======== Data for processing

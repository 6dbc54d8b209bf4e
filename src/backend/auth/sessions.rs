/**
 * Token Service
 *
 * Issues and verifies signed bearer tokens. A token embeds
 * `{ "user": { "id": .. } }`, the issue time and an expiry one hour later,
 * signed with HS256 and the configured secret. The service holds the keys
 * only; it has no other state, so changing the secret invalidates every
 * outstanding token.
 */

use chrono::{DateTime, Duration, Utc};
use jsonwebtoken::{
    decode, encode, errors::ErrorKind, Algorithm, DecodingKey, EncodingKey, Header, Validation,
};
use serde::{Deserialize, Serialize};
use thiserror::Error;
use uuid::Uuid;

/// Token lifetime in seconds
pub const TOKEN_TTL_SECS: i64 = 3600;

/// Identity embedded in a token
#[derive(Debug, Clone, Serialize, Deserialize, PartialEq)]
pub struct UserData {
    pub id: Uuid,
}

/// JWT claims structure
#[derive(Debug, Serialize, Deserialize)]
pub struct Claims {
    pub user: UserData,
    /// Issued at time (Unix timestamp)
    pub iat: i64,
    /// Expiration time (Unix timestamp)
    pub exp: i64,
}

/// Token failures
///
/// `Invalid` and `Expired` both reach the client as the same 401.
#[derive(Debug, Error)]
pub enum TokenError {
    #[error("token is invalid")]
    Invalid,
    #[error("token has expired")]
    Expired,
    #[error("failed to sign token: {0}")]
    Signing(jsonwebtoken::errors::Error),
}

/// Signs and verifies bearer tokens with one process-wide secret
#[derive(Clone)]
pub struct TokenService {
    encoding: EncodingKey,
    decoding: DecodingKey,
    validation: Validation,
    ttl: Duration,
}

impl TokenService {
    pub fn new(secret: &str) -> Self {
        let mut validation = Validation::new(Algorithm::HS256);
        validation.leeway = 0;

        Self {
            encoding: EncodingKey::from_secret(secret.as_bytes()),
            decoding: DecodingKey::from_secret(secret.as_bytes()),
            validation,
            ttl: Duration::seconds(TOKEN_TTL_SECS),
        }
    }

    /// Issue a token for `user_id`, valid from now
    pub fn issue(&self, user_id: Uuid) -> Result<String, TokenError> {
        self.issue_at(user_id, Utc::now())
    }

    /// Issue a token as if signed at `issued_at`
    pub fn issue_at(&self, user_id: Uuid, issued_at: DateTime<Utc>) -> Result<String, TokenError> {
        let claims = Claims {
            user: UserData { id: user_id },
            iat: issued_at.timestamp(),
            exp: (issued_at + self.ttl).timestamp(),
        };

        encode(&Header::new(Algorithm::HS256), &claims, &self.encoding).map_err(TokenError::Signing)
    }

    /// Verify a token and return the user it was issued for
    pub fn verify(&self, token: &str) -> Result<Uuid, TokenError> {
        let data = decode::<Claims>(token, &self.decoding, &self.validation).map_err(|e| {
            match e.kind() {
                ErrorKind::ExpiredSignature => TokenError::Expired,
                _ => TokenError::Invalid,
            }
        })?;

        Ok(data.claims.user.id)
    }
}

#[cfg(test)]
mod tests {
    use super::*;
    use assert_matches::assert_matches;

    #[test]
    fn test_issue_and_verify() {
        let service = TokenService::new("test-secret");
        let user_id = Uuid::new_v4();

        let token = service.issue(user_id).unwrap();
        assert!(!token.is_empty());
        assert_eq!(service.verify(&token).unwrap(), user_id);
    }

    #[test]
    fn test_token_claims_shape() {
        let service = TokenService::new("test-secret");
        let user_id = Uuid::new_v4();
        let token = service.issue(user_id).unwrap();

        let data = decode::<serde_json::Value>(
            &token,
            &DecodingKey::from_secret(b"test-secret"),
            &Validation::new(Algorithm::HS256),
        )
        .unwrap();

        assert_eq!(data.claims["user"]["id"], user_id.to_string());
        let iat = data.claims["iat"].as_i64().unwrap();
        let exp = data.claims["exp"].as_i64().unwrap();
        assert_eq!(exp - iat, TOKEN_TTL_SECS);
    }

    #[test]
    fn test_expired_token() {
        let service = TokenService::new("test-secret");
        let issued_at = Utc::now() - Duration::seconds(TOKEN_TTL_SECS + 5);
        let token = service.issue_at(Uuid::new_v4(), issued_at).unwrap();

        assert_matches!(service.verify(&token), Err(TokenError::Expired));
    }

    #[test]
    fn test_token_still_valid_just_before_expiry() {
        let service = TokenService::new("test-secret");
        let user_id = Uuid::new_v4();
        let issued_at = Utc::now() - Duration::seconds(TOKEN_TTL_SECS - 60);
        let token = service.issue_at(user_id, issued_at).unwrap();

        assert_eq!(service.verify(&token).unwrap(), user_id);
    }

    #[test]
    fn test_rotated_secret_rejects_token() {
        let token = TokenService::new("old-secret").issue(Uuid::new_v4()).unwrap();
        let rotated = TokenService::new("new-secret");

        assert_matches!(rotated.verify(&token), Err(TokenError::Invalid));
    }

    #[test]
    fn test_verify_garbage() {
        let service = TokenService::new("test-secret");
        assert_matches!(service.verify("invalid.token.here"), Err(TokenError::Invalid));
        assert_matches!(service.verify(""), Err(TokenError::Invalid));
    }
}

================

» **The problem**
Search the records line by line for the word "verifies" and copy every line where it appears.

» **Solution to this exercise**
 * Issues and verifies signed bearer tokens. A token embeds
/// Signs and verifies bearer tokens with one process-wide secret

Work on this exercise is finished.